:: Dataset entries

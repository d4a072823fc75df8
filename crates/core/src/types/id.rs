//! Newtype IDs for type-safe entity references.
//!
//! Use the `define_id!` macro to create type-safe ID wrappers that prevent
//! accidentally mixing IDs from different tables. Only tables keyed by a
//! `bigserial` get a numeric id here; text and uuid keys stay as plain
//! `String`/`Uuid` values in the repositories.

/// Macro to define a type-safe ID wrapper.
///
/// Creates a newtype wrapper around `i64` with:
/// - `Serialize`/`Deserialize` with `#[serde(transparent)]`
/// - `Debug`, `Clone`, `Copy`, `PartialEq`, `Eq`, `Hash`
/// - Conversion methods: `new()`, `as_i64()`
/// - `From<i64>` and `Into<i64>` implementations
/// - `sqlx` `Type`, `Encode`, and `Decode` implementations (with `postgres` feature)
///
/// # Example
///
/// ```rust
/// # use cs_console_core::define_id;
/// define_id!(JourneyId);
/// define_id!(PromptId);
///
/// let journey_id = JourneyId::new(1);
/// let prompt_id = PromptId::new(1);
///
/// // These are different types, so this won't compile:
/// // let _: JourneyId = prompt_id;
/// ```
#[macro_export]
macro_rules! define_id {
    ($name:ident) => {
        #[derive(
            Debug,
            Clone,
            Copy,
            PartialEq,
            Eq,
            Hash,
            ::serde::Serialize,
            ::serde::Deserialize
        )]
        #[serde(transparent)]
        pub struct $name(i64);

        impl $name {
            /// Create a new ID from an i64 value.
            #[must_use]
            pub const fn new(id: i64) -> Self {
                Self(id)
            }

            /// Get the underlying i64 value.
            #[must_use]
            pub const fn as_i64(&self) -> i64 {
                self.0
            }
        }

        impl ::core::fmt::Display for $name {
            fn fmt(&self, f: &mut ::core::fmt::Formatter<'_>) -> ::core::fmt::Result {
                write!(f, "{}", self.0)
            }
        }

        impl From<i64> for $name {
            fn from(id: i64) -> Self {
                Self(id)
            }
        }

        impl From<$name> for i64 {
            fn from(id: $name) -> Self {
                id.0
            }
        }

        #[cfg(feature = "postgres")]
        impl ::sqlx::Type<::sqlx::Postgres> for $name {
            fn type_info() -> ::sqlx::postgres::PgTypeInfo {
                <i64 as ::sqlx::Type<::sqlx::Postgres>>::type_info()
            }

            fn compatible(ty: &::sqlx::postgres::PgTypeInfo) -> bool {
                <i64 as ::sqlx::Type<::sqlx::Postgres>>::compatible(ty)
            }
        }

        #[cfg(feature = "postgres")]
        impl<'r> ::sqlx::Decode<'r, ::sqlx::Postgres> for $name {
            fn decode(
                value: ::sqlx::postgres::PgValueRef<'r>,
            ) -> ::core::result::Result<Self, ::sqlx::error::BoxDynError> {
                let id = <i64 as ::sqlx::Decode<::sqlx::Postgres>>::decode(value)?;
                Ok(Self(id))
            }
        }

        #[cfg(feature = "postgres")]
        impl ::sqlx::Encode<'_, ::sqlx::Postgres> for $name {
            fn encode_by_ref(
                &self,
                buf: &mut ::sqlx::postgres::PgArgumentBuffer,
            ) -> ::std::result::Result<::sqlx::encode::IsNull, ::sqlx::error::BoxDynError> {
                <i64 as ::sqlx::Encode<::sqlx::Postgres>>::encode_by_ref(&self.0, buf)
            }
        }
    };
}

// bigserial-keyed tables
define_id!(JourneyId);
define_id!(PromptId);
define_id!(TokenUsageId);

#[cfg(test)]
mod tests {
    use super::*;

    #[test]
    fn test_id_roundtrips_through_i64() {
        let id = JourneyId::new(42);
        assert_eq!(id.as_i64(), 42);
        assert_eq!(i64::from(id), 42);
        assert_eq!(JourneyId::from(42), id);
    }

    #[test]
    fn test_id_display() {
        assert_eq!(PromptId::new(7).to_string(), "7");
    }
}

::::

▶ Problem requirements: For the records above, state the number of lines holding the string "PromptId", without further comment.

▶ Solution: 4